The task: A line belongs in the answer only if it contains the word "bounded"; copy every such line from the listing below.

Information provided:
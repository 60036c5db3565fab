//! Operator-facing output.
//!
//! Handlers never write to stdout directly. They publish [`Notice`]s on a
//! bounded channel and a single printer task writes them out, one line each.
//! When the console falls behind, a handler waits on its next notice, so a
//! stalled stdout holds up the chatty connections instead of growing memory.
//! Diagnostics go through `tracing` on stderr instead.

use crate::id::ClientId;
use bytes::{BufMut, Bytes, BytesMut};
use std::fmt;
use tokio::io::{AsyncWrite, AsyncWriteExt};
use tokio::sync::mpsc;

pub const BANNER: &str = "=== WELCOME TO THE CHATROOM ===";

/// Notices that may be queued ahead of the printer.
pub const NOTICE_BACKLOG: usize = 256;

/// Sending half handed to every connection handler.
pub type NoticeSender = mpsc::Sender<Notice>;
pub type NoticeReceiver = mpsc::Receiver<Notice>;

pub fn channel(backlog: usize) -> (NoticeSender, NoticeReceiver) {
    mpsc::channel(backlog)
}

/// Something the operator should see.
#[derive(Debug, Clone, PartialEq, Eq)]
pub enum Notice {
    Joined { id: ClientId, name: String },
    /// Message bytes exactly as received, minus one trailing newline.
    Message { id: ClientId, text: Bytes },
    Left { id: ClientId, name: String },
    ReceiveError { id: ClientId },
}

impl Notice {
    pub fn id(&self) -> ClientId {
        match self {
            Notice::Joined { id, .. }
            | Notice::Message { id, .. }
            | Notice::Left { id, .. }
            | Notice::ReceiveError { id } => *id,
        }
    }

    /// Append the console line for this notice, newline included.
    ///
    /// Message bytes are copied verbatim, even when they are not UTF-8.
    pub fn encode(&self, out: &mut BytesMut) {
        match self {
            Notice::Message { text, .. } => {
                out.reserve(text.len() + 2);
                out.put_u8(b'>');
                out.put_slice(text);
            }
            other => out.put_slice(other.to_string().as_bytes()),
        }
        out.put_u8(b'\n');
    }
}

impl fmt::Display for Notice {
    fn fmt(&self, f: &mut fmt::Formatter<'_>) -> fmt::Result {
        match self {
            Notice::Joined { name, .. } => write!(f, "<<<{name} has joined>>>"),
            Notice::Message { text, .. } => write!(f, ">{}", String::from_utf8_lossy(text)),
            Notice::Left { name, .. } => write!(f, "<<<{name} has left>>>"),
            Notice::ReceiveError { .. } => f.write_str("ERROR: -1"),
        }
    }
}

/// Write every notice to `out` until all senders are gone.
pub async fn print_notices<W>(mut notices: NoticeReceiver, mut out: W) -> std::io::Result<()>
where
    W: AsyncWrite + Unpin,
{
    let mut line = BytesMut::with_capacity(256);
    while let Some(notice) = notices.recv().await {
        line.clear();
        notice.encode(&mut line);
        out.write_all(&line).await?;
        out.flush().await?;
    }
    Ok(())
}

---

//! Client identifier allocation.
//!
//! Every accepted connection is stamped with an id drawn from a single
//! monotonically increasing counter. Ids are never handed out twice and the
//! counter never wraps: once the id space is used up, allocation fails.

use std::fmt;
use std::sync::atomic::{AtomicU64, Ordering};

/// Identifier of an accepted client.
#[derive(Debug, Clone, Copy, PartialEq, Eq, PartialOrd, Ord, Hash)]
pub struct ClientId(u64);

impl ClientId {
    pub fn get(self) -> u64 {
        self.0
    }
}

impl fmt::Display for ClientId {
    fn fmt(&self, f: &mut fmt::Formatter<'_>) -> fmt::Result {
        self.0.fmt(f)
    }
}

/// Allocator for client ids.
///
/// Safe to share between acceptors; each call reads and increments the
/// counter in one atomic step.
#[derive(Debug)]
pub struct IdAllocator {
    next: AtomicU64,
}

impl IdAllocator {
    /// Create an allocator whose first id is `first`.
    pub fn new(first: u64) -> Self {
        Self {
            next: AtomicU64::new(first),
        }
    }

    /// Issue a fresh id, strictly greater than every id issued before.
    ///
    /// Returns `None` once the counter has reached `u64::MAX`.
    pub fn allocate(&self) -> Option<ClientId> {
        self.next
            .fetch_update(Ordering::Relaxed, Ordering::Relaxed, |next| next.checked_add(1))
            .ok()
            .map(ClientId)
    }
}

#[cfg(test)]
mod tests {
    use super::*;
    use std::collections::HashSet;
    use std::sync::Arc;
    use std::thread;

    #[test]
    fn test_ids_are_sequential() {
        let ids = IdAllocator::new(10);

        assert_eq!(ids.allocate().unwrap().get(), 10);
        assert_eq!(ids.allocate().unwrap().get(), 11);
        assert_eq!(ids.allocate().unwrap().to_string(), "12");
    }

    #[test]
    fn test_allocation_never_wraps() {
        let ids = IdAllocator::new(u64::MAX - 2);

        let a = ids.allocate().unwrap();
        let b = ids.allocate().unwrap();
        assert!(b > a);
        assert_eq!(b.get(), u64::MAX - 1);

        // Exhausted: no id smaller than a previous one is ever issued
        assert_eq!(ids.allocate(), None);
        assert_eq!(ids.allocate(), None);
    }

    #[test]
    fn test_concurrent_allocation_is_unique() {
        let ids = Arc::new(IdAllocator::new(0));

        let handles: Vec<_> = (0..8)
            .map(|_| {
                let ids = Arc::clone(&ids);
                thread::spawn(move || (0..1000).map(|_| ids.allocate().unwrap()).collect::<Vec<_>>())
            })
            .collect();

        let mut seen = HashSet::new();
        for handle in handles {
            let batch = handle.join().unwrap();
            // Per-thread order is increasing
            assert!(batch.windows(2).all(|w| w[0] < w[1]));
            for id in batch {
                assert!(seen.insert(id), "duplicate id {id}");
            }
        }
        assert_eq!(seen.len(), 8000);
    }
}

---

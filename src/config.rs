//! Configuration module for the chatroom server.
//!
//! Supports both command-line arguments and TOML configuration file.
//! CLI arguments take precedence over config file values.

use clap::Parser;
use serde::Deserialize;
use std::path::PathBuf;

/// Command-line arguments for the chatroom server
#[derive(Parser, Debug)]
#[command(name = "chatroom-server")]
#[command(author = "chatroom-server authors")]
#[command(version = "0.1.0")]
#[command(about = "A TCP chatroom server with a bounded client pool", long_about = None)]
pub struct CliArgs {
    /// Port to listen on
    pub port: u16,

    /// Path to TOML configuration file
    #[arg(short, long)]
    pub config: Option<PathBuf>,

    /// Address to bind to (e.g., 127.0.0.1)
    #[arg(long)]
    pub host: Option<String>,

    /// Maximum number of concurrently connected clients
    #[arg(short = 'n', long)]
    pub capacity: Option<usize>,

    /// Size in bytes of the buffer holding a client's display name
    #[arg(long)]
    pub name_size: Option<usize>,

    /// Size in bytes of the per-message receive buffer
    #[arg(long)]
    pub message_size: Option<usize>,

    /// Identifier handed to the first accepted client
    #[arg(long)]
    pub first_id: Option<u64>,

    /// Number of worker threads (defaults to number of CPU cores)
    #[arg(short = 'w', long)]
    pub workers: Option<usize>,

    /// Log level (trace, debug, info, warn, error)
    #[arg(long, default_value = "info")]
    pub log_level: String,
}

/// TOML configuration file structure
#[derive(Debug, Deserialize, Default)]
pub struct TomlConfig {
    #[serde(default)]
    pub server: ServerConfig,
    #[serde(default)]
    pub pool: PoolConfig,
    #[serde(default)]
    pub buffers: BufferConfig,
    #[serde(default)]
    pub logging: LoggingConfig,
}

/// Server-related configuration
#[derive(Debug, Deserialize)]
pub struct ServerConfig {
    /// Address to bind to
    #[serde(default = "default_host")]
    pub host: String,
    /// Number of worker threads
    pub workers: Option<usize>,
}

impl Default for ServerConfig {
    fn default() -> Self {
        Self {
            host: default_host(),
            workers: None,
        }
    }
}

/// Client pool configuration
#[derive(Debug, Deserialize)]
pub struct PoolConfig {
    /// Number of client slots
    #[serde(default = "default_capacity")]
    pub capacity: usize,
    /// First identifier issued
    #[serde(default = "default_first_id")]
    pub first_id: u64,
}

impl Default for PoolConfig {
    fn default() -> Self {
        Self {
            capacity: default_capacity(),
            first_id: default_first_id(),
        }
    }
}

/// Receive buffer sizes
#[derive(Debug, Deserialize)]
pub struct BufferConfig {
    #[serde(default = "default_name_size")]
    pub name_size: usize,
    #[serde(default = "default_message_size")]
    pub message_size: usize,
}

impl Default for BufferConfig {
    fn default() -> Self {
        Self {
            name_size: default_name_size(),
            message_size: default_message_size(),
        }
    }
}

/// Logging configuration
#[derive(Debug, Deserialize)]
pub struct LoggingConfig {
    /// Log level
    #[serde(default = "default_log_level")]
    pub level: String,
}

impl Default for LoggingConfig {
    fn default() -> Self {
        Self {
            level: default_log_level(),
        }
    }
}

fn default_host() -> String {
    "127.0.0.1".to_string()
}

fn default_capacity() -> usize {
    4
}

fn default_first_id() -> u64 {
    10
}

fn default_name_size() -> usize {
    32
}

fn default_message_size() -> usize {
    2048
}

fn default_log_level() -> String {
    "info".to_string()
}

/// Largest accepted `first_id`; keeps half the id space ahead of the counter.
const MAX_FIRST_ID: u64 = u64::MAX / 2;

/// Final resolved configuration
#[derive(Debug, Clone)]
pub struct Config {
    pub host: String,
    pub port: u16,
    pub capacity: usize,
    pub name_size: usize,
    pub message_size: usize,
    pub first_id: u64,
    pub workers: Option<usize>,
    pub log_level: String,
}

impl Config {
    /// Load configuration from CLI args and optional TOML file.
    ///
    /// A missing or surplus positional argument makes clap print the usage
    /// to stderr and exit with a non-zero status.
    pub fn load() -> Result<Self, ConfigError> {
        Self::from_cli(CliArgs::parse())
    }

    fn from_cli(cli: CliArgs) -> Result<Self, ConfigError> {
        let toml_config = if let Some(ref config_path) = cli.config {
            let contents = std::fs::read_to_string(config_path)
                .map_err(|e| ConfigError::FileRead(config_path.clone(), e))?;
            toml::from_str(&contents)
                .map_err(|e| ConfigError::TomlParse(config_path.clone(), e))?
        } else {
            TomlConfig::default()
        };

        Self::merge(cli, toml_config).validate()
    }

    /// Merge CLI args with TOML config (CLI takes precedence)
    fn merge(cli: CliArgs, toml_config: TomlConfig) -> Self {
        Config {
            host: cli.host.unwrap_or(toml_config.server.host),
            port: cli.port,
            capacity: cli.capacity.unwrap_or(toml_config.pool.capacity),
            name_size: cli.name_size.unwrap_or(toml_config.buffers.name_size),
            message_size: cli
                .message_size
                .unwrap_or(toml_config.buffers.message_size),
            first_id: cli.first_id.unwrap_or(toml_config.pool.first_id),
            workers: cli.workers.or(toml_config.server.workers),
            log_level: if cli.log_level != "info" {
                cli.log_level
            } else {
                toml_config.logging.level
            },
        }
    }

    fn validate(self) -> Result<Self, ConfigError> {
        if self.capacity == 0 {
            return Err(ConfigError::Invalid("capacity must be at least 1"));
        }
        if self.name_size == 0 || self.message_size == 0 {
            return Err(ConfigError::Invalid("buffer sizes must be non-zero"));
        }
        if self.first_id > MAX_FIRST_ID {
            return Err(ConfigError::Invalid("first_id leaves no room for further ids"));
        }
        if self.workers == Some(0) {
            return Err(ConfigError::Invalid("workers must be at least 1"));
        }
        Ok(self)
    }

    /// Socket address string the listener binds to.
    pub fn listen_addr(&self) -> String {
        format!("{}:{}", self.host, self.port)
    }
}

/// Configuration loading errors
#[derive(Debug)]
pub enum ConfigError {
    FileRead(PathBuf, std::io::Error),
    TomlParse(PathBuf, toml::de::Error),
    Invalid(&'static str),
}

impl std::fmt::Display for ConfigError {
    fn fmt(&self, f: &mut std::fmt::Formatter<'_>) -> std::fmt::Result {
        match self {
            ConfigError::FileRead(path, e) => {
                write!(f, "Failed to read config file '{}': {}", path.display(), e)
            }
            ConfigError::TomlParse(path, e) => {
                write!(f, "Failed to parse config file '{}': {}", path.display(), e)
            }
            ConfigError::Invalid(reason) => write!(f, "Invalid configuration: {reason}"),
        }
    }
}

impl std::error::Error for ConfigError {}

Task solution:
//! bounded channel and a single printer task writes them out, one line each.
#[command(about = "A TCP chatroom server with a bounded client pool", long_about = None)]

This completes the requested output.